THIS YEAR’S MODEL
In a candid and at times emotional interview, John Mitchell reveals the personal traumas – old and new – that went into the making of A Model Life, his harrowing yet ultimately uplifting fifth album as Lonely Robot.
Words: Grant Moon
Two sides to every story: John Mitchell faces his past.
Images: Tom Barnes
“IT ALWAYS SURPRISES ME THAT ANYBODY WOULD LIKE WHAT I DO. I MEAN, I’M GRATEFUL – EVERYBODY NEEDS VALIDATION – AND I SHOULD BE MORE MINDFUL OF IT REALLY.”
Steven Wilson recently told John Mitchell that A Model Life – the fifth Lonely Robot record – is his favourite among all the things he’s done. “Steven asked, ‘How long did you spend doing it?’” Mitchell tells Prog with a cackle, “and when I said about four weeks start to finish he said, ‘Fuck off!’ But if you’re getting three hours’ sleep a night, then getting up and working all day, like a robot ironically, that’ll happen. I do get into a trance-like state with music, that’s how I best operate. Writing songs is like catching lightning in a bottle.” Months after that creative fever, Mitchell’s in a physical one as he talks to Prog. He’s just returned to his Reading home from Berlin where he went to see Queen and Adam Lambert, and caught Covid for the third time. He’s feeling rough, but the past few years have helped him refine ‘buggering on’ to an art form.

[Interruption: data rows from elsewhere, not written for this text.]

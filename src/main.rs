use anyhow::{Context, Result};
use clap::{Parser, Subcommand};
use groupmix::catalog::{CredentialRefresher, RetryingCatalog};
use groupmix::models::{AccessToken, Role, TrackStatus};
use groupmix::spotify::{SpotifyCatalog, SpotifyTokenRefresher};
use groupmix::{AppConfig, EventStore, PlaylistGenerator, SqliteStore, TrackCurator};
use serde::Serialize;
use std::path::PathBuf;
use std::sync::Arc;

/// Shared playlists from the taste of a whole group
#[derive(Parser, Debug)]
#[clap(name = "groupmix", version)]
struct Args {
    /// SQLite database to use instead of the configured one
    #[clap(long, value_name = "FILE")]
    database: Option<PathBuf>,

    #[clap(subcommand)]
    command: Command,
}

#[derive(Subcommand, Debug)]
enum Command {
    /// Throw away the event's last generation and build a new playlist
    Generate { event: String },
    /// Overwrite the remote playlist with its stored tracks
    Save { event: String, playlist: String },
    /// Accept a generated playlist
    Accept { event: String, playlist: String },
    /// Set a track's status by hand (denied, accepted_playlist, accepted)
    Status {
        event: String,
        track: String,
        status: TrackStatus,
    },
}

struct App {
    config: AppConfig,
    store: Arc<SqliteStore>,
    catalog: Arc<RetryingCatalog<SpotifyCatalog>>,
    refresher: Arc<SpotifyTokenRefresher>,
}

impl App {
    async fn init(database: Option<PathBuf>) -> Result<Self> {
        let mut config = AppConfig::load()?;
        if let Some(path) = database {
            config.database_path = path;
        }
        if config.client_id.is_empty() || config.client_secret.is_empty() {
            log::warn!("Spotify client credentials are not configured, token refresh will fail");
        }

        let store = SqliteStore::connect(&config.database_path)
            .await
            .with_context(|| format!("opening database {:?}", config.database_path))?;
        let catalog = RetryingCatalog::new(
            SpotifyCatalog::with_base_url(&config.api_base_url)?,
            config.retry.clone(),
        );
        let refresher = SpotifyTokenRefresher::with_token_url(
            &config.client_id,
            &config.client_secret,
            &config.accounts_url,
        )?;

        Ok(Self {
            config,
            store: Arc::new(store),
            catalog: Arc::new(catalog),
            refresher: Arc::new(refresher),
        })
    }

    fn curator(&self) -> TrackCurator {
        TrackCurator::new(self.store.clone(), self.catalog.clone())
            .with_save_batch_size(self.config.generator.save_batch_size)
    }

    async fn owner_token(&self, event_id: &str) -> Result<AccessToken> {
        let members = self.store.list_members(event_id).await?;
        let owner = members
            .iter()
            .find(|m| m.role == Role::Owner)
            .with_context(|| format!("event {} has no owner", event_id))?;
        let token = self.refresher.refresh(owner).await?;
        self.store.save_access_token(&owner.user_id, &token).await?;
        Ok(token)
    }
}

fn print_json<T: Serialize>(value: &T) -> Result<()> {
    println!("{}", serde_json::to_string_pretty(value)?);
    Ok(())
}

#[tokio::main]
async fn main() -> Result<()> {
    env_logger::Builder::from_env(env_logger::Env::default().default_filter_or("info")).init();

    let args = Args::parse();
    let app = App::init(args.database).await?;

    match args.command {
        Command::Generate { event } => {
            let generator = PlaylistGenerator::new(
                app.catalog.clone(),
                app.refresher.clone(),
                app.store.clone(),
                app.config.generator.clone(),
            );
            let outcome = generator.generate(&event).await?;
            print_json(&outcome)
        }
        Command::Save { event, playlist } => {
            let token = app.owner_token(&event).await?;
            let saved = app.curator().save_playlist(&event, &playlist, &token).await?;
            print_json(&serde_json::json!({ "playlist_id": playlist, "saved": saved }))
        }
        Command::Accept { event, playlist } => {
            let accepted = app.curator().accept_playlist(&event, &playlist).await?;
            print_json(&accepted)
        }
        Command::Status {
            event,
            track,
            status,
        } => {
            let association = app.curator().set_track_status(&event, &track, status).await?;
            print_json(&association)
        }
    }
}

The 2020 lockdown meant that Outhouse Studios – his recording studio, a large chunk of his livelihood – had to shut shop, and bookings have yet to recover. Coming out in July that same year, Feelings Are Good was his first Lonely Robot album since he hung up the astronaut aesthetic that characterised 2015 debut Please Come Home and the following two releases. With the world on its head and live shows outlawed, the record got lost in the Covidian shuffle.